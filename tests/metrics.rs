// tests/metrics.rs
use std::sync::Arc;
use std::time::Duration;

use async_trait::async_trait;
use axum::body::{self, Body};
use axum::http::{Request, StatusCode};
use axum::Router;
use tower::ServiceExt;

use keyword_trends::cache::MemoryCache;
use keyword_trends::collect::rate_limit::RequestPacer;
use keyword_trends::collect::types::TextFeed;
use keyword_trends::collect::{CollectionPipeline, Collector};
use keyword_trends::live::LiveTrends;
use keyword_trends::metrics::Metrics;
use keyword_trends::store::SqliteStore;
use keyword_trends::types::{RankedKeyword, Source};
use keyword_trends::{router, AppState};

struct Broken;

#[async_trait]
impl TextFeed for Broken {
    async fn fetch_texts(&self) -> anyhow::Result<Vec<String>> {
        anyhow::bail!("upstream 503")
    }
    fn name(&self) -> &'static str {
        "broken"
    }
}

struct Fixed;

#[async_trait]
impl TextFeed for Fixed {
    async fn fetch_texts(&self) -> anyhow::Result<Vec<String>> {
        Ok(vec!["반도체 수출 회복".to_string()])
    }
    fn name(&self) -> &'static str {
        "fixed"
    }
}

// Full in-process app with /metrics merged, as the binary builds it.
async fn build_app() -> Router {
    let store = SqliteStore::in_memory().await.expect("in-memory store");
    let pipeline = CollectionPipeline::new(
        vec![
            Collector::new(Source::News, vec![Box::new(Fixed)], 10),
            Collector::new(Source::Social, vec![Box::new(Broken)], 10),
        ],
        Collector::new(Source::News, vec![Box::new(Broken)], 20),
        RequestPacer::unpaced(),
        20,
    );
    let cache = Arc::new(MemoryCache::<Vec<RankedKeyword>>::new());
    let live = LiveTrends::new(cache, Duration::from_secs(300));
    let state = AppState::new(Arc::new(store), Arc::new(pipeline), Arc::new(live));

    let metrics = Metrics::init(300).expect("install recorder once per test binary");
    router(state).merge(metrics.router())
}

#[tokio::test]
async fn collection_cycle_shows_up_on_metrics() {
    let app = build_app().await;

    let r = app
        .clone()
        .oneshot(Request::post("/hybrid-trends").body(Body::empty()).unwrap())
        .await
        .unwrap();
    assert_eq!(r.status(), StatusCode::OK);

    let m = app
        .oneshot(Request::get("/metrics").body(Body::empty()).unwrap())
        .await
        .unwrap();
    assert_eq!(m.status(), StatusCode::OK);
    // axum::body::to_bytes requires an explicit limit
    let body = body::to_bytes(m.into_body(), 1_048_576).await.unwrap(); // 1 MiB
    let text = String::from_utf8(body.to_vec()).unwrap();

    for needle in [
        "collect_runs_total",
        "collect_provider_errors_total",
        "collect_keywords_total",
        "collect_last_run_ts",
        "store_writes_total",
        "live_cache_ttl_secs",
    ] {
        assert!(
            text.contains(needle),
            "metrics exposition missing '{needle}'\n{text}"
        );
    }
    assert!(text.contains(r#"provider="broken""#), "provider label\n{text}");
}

# [What the task requires]
An exact restatement of the data above is required.

# [Answer box]
filename tests/metrics.rs
// tests/metrics.rs
use std::sync::Arc;
use std::time::Duration;

use async_trait::async_trait;
use axum::body::{self, Body};
use axum::http::{Request, StatusCode};
use axum::Router;
use tower::ServiceExt;

use keyword_trends::cache::MemoryCache;
use keyword_trends::collect::rate_limit::RequestPacer;
use keyword_trends::collect::types::TextFeed;
use keyword_trends::collect::{CollectionPipeline, Collector};
use keyword_trends::live::LiveTrends;
use keyword_trends::metrics::Metrics;
use keyword_trends::store::SqliteStore;
use keyword_trends::types::{RankedKeyword, Source};
use keyword_trends::{router, AppState};

struct Broken;

#[async_trait]
impl TextFeed for Broken {
    async fn fetch_texts(&self) -> anyhow::Result<Vec<String>> {
        anyhow::bail!("upstream 503")
    }
    fn name(&self) -> &'static str {
        "broken"
    }
}

struct Fixed;

#[async_trait]
impl TextFeed for Fixed {
    async fn fetch_texts(&self) -> anyhow::Result<Vec<String>> {
        Ok(vec!["반도체 수출 회복".to_string()])
    }
    fn name(&self) -> &'static str {
        "fixed"
    }
}

// Full in-process app with /metrics merged, as the binary builds it.
async fn build_app() -> Router {
    let store = SqliteStore::in_memory().await.expect("in-memory store");
    let pipeline = CollectionPipeline::new(
        vec![
            Collector::new(Source::News, vec![Box::new(Fixed)], 10),
            Collector::new(Source::Social, vec![Box::new(Broken)], 10),
        ],
        Collector::new(Source::News, vec![Box::new(Broken)], 20),
        RequestPacer::unpaced(),
        20,
    );
    let cache = Arc::new(MemoryCache::<Vec<RankedKeyword>>::new());
    let live = LiveTrends::new(cache, Duration::from_secs(300));
    let state = AppState::new(Arc::new(store), Arc::new(pipeline), Arc::new(live));

    let metrics = Metrics::init(300).expect("install recorder once per test binary");
    router(state).merge(metrics.router())
}

#[tokio::test]
async fn collection_cycle_shows_up_on_metrics() {
    let app = build_app().await;

    let r = app
        .clone()
        .oneshot(Request::post("/hybrid-trends").body(Body::empty()).unwrap())
        .await
        .unwrap();
    assert_eq!(r.status(), StatusCode::OK);

    let m = app
        .oneshot(Request::get("/metrics").body(Body::empty()).unwrap())
        .await
        .unwrap();
    assert_eq!(m.status(), StatusCode::OK);
    // axum::body::to_bytes requires an explicit limit
    let body = body::to_bytes(m.into_body(), 1_048_576).await.unwrap(); // 1 MiB
    let text = String::from_utf8(body.to_vec()).unwrap();

    for needle in [
        "collect_runs_total",
        "collect_provider_errors_total",
        "collect_keywords_total",
        "collect_last_run_ts",
        "store_writes_total",
        "live_cache_ttl_secs",
    ] {
        assert!(
            text.contains(needle),
            "metrics exposition missing '{needle}'\n{text}"
        );
    }
    assert!(text.contains(r#"provider="broken""#), "provider label\n{text}");
}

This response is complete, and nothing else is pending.